The first African winner in Google’s annual coding competition is 370km (230 miles) from home, sitting outside his cousins’ house in the Cameroonian capital, Yaounde, because the government has cut off his hometown from the internet.
As cocks crow in the background, 17-year-old Nji Collins Gbah tells the BBC about the series of complex technical tasks he completed for Google between November and mid-January.
Nji had thrown himself into the contest, using knowledge gained from two years of learning how to code, mainly from online sources and books, as well as other skills he was picking up on the fly.
The prestigious Google Code-in is open to pre-university students worldwide between the ages of 13 and 17. This year more than 1,300 young people from 62 countries took part.

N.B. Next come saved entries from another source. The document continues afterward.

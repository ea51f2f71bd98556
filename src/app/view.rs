//! Output of a render pass: a page is an ordered list of blocks.
//!
//! Charts are declarative: a kind, axis labels and a numeric table. Drawing
//! them is left to whatever adapter consumes the page.

use crate::app::view_model::PageId;
use crate::domain::model::TrendLine;
use serde::Serialize;

#[derive(Debug, Clone, Copy, PartialEq, Eq, Serialize)]
#[serde(rename_all = "snake_case")]
pub enum NoticeLevel {
    Info,
    Success,
    Warning,
    Error,
}

#[derive(Debug, Clone, Copy, PartialEq, Eq, Serialize)]
#[serde(rename_all = "snake_case")]
pub enum ChartKind {
    Line,
    Area,
    Scatter,
    Box,
}

/// Horizontal dashed line drawn across a chart.
#[derive(Debug, Clone, PartialEq, Serialize)]
pub struct ReferenceLine {
    pub y: f64,
    pub label: String,
}

#[derive(Debug, Clone, PartialEq, Serialize)]
pub struct Chart {
    /// Stable identifier, also used as the export file stem.
    pub id: String,
    pub kind: ChartKind,
    pub title: String,
    pub x_label: String,
    pub y_label: String,
    pub columns: Vec<String>,
    pub rows: Vec<Vec<f64>>,
    pub reference_lines: Vec<ReferenceLine>,
    pub trend: Option<TrendLine>,
}

impl Chart {
    pub fn new(id: &str, kind: ChartKind, title: impl Into<String>, x_label: &str, y_label: &str) -> Self {
        Self {
            id: id.to_string(),
            kind,
            title: title.into(),
            x_label: x_label.to_string(),
            y_label: y_label.to_string(),
            columns: vec![x_label.to_string(), y_label.to_string()],
            rows: Vec::new(),
            reference_lines: Vec::new(),
            trend: None,
        }
    }

    pub fn with_columns(mut self, columns: &[&str]) -> Self {
        self.columns = columns.iter().map(|c| c.to_string()).collect();
        self
    }

    pub fn with_rows(mut self, rows: Vec<Vec<f64>>) -> Self {
        self.rows = rows;
        self
    }

    pub fn with_reference_line(mut self, y: f64, label: &str) -> Self {
        self.reference_lines.push(ReferenceLine {
            y,
            label: label.to_string(),
        });
        self
    }

    pub fn with_trend(mut self, trend: Option<TrendLine>) -> Self {
        self.trend = trend;
        self
    }
}

#[derive(Debug, Clone, PartialEq, Serialize)]
#[serde(tag = "type", rename_all = "snake_case")]
pub enum Block {
    Heading { text: String },
    Markdown { text: String },
    Metric { label: String, value: String },
    Notice { level: NoticeLevel, text: String },
    Chart { chart: Chart },
    Image {
        id: String,
        caption: String,
        width: u32,
        height: u32,
        #[serde(skip)]
        pixels: image::RgbImage,
    },
    Divider,
}

#[derive(Debug, Clone, PartialEq, Serialize)]
pub struct RenderedPage {
    pub page: PageId,
    pub title: String,
    pub blocks: Vec<Block>,
}

impl RenderedPage {
    pub fn new(page: PageId) -> Self {
        Self {
            page,
            title: page.title().to_string(),
            blocks: Vec::new(),
        }
    }

    pub fn heading(&mut self, text: impl Into<String>) -> &mut Self {
        self.blocks.push(Block::Heading { text: text.into() });
        self
    }

    pub fn markdown(&mut self, text: impl Into<String>) -> &mut Self {
        self.blocks.push(Block::Markdown { text: text.into() });
        self
    }

    pub fn metric(&mut self, label: &str, value: impl Into<String>) -> &mut Self {
        self.blocks.push(Block::Metric {
            label: label.to_string(),
            value: value.into(),
        });
        self
    }

    pub fn notice(&mut self, level: NoticeLevel, text: impl Into<String>) -> &mut Self {
        self.blocks.push(Block::Notice {
            level,
            text: text.into(),
        });
        self
    }

    pub fn chart(&mut self, chart: Chart) -> &mut Self {
        self.blocks.push(Block::Chart { chart });
        self
    }

    pub fn image(&mut self, id: &str, caption: &str, pixels: image::RgbImage) -> &mut Self {
        self.blocks.push(Block::Image {
            id: id.to_string(),
            caption: caption.to_string(),
            width: pixels.width(),
            height: pixels.height(),
            pixels,
        });
        self
    }

    pub fn divider(&mut self) -> &mut Self {
        self.blocks.push(Block::Divider);
        self
    }

    pub fn charts(&self) -> impl Iterator<Item = &Chart> {
        self.blocks.iter().filter_map(|b| match b {
            Block::Chart { chart } => Some(chart),
            _ => None,
        })
    }

    pub fn notices(&self, level: NoticeLevel) -> impl Iterator<Item = &str> {
        self.blocks.iter().filter_map(move |b| match b {
            Block::Notice { level: l, text } if *l == level => Some(text.as_str()),
            _ => None,
        })
    }

    pub fn metric_value(&self, label: &str) -> Option<&str> {
        self.blocks.iter().find_map(|b| match b {
            Block::Metric { label: l, value } if l == label => Some(value.as_str()),
            _ => None,
        })
    }
}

By the time entries closed, Nji had completed 20 tasks, covering all five categories set by Google. One task alone took a whole week to finish.
And then just a day after the deadline for final submissions, the internet went dead.

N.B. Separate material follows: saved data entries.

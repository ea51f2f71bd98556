#[cfg(feature = "cli")]
pub mod cli;
pub mod toml_config;

#[cfg(feature = "cli")]
pub use cli::{CliConfig, LogFormat, PageCommand};
pub use toml_config::DashboardConfig;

Nji lives in Bamenda in Cameroon’s North-West, a journey of about seven hours by road from the capital (according to Google).
It is an English-speaking region where there are long-held grievances about discrimination and what people see as the Francophone establishment’s failure to respect the status of English as an official language of Cameroon.
In recent months, disgruntlement has escalated into street protests and strikes by lawyers and teachers.